## Action item
Print, exactly as written, every line from the first line of the records below through the line containing "best-effort: a failure", and nothing further.

## Available data
* * *
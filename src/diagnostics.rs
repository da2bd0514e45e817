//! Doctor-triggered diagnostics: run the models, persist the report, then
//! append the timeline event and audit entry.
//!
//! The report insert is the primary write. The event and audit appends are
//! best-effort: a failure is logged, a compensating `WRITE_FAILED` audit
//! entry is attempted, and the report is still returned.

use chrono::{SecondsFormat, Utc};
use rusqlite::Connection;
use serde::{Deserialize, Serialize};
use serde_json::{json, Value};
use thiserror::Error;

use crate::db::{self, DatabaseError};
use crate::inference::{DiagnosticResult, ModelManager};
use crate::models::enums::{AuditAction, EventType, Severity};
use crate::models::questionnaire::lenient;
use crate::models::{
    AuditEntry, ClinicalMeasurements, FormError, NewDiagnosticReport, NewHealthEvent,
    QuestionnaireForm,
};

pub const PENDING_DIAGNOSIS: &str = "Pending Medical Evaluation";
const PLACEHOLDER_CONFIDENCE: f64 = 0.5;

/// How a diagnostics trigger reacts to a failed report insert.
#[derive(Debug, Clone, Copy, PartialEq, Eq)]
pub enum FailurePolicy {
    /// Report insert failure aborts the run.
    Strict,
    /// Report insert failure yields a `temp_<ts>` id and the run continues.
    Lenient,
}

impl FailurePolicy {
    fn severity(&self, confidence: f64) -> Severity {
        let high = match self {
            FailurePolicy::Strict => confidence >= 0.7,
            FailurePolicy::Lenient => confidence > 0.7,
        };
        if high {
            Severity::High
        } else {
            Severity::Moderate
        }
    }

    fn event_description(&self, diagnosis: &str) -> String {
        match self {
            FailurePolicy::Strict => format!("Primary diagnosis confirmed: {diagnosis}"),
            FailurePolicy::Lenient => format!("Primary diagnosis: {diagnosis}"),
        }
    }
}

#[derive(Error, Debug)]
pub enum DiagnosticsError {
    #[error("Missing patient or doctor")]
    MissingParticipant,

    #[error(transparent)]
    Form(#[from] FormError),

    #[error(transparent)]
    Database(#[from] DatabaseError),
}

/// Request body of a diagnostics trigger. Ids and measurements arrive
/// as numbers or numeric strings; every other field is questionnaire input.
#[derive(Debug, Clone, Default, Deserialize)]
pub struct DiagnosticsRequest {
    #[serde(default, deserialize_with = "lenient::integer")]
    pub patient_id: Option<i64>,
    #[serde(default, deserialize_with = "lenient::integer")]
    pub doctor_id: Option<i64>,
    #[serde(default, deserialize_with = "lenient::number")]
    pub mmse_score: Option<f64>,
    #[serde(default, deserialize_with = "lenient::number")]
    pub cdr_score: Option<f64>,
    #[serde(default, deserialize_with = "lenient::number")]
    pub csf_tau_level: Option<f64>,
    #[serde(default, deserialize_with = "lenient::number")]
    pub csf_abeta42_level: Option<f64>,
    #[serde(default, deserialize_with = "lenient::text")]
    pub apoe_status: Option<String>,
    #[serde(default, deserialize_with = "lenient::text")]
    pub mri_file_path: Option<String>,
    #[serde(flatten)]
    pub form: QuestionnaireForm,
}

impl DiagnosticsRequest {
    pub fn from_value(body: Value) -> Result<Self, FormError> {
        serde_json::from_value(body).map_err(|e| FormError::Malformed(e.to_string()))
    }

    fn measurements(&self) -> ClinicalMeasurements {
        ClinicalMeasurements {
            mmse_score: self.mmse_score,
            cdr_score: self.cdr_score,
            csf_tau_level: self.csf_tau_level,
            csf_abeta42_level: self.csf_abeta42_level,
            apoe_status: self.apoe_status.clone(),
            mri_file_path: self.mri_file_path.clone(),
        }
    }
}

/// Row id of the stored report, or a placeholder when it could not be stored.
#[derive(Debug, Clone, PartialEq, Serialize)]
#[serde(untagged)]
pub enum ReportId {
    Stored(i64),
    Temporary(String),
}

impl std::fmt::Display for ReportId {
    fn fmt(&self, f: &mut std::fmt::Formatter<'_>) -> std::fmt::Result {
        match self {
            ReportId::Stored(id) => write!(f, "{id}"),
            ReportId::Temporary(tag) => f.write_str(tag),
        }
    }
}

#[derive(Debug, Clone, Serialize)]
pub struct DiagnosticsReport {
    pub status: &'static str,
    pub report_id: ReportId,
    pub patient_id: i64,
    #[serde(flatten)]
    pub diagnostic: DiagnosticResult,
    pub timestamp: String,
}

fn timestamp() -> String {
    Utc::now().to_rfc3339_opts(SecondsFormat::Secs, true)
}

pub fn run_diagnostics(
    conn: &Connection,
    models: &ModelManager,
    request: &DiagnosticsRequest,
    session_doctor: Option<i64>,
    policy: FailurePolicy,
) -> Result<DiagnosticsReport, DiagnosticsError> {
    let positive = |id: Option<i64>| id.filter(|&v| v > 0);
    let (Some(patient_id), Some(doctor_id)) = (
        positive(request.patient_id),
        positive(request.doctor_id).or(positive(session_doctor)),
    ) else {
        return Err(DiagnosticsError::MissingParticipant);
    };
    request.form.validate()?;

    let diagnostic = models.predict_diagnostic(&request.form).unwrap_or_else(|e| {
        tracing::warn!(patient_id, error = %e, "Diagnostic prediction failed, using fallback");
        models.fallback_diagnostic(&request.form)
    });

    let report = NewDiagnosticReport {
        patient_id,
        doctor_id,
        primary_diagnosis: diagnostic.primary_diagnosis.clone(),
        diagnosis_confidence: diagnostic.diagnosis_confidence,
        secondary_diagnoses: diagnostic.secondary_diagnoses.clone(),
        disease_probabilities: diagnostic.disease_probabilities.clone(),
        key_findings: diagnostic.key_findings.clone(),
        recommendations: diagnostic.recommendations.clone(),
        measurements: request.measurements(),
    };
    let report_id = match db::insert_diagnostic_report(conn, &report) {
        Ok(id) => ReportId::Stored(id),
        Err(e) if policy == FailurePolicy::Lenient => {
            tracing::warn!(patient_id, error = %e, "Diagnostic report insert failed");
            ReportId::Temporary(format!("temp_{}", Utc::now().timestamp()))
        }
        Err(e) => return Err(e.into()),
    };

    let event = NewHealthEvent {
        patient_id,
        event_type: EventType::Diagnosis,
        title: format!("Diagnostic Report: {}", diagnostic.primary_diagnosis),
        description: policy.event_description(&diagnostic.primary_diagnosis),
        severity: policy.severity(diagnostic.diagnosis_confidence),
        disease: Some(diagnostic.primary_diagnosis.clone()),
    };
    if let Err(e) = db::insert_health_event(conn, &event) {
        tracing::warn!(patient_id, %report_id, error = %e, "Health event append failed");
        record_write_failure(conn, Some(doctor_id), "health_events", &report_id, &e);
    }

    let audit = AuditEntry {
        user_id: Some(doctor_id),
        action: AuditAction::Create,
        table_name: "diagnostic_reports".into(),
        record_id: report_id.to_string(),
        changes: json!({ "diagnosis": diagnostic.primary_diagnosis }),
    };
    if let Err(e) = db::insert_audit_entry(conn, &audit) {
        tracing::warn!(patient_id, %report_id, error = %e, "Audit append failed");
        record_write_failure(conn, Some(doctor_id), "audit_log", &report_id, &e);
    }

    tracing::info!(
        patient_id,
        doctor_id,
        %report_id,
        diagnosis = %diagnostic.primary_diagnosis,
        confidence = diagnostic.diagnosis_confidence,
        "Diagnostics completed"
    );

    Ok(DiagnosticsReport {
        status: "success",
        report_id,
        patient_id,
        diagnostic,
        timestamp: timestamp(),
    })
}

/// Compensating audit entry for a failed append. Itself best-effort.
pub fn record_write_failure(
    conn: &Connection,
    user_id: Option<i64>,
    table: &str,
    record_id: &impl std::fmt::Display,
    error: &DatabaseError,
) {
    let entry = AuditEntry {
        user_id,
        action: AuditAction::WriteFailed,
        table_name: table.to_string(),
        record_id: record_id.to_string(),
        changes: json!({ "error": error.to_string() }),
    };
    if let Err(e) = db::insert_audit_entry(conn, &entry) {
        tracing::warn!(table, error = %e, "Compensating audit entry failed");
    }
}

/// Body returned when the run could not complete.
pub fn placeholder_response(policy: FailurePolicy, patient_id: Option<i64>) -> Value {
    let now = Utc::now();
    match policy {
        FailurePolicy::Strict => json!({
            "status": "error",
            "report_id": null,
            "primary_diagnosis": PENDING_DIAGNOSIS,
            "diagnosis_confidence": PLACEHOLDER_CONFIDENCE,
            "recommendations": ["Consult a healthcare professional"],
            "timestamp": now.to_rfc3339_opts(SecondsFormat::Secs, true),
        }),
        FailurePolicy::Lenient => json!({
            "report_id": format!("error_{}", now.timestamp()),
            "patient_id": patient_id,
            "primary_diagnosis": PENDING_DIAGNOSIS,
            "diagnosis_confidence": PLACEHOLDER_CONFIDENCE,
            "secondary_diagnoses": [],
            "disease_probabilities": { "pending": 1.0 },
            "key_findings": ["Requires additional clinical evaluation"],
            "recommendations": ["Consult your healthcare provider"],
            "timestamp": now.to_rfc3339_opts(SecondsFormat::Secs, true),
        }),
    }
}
* * *
## Problem solution
filename src/diagnostics.rs
repository da2bd0514e45e817
//! Doctor-triggered diagnostics: run the models, persist the report, then
//! append the timeline event and audit entry.
//!
//! The report insert is the primary write. The event and audit appends are
//! best-effort: a failure is logged, a compensating `WRITE_FAILED` audit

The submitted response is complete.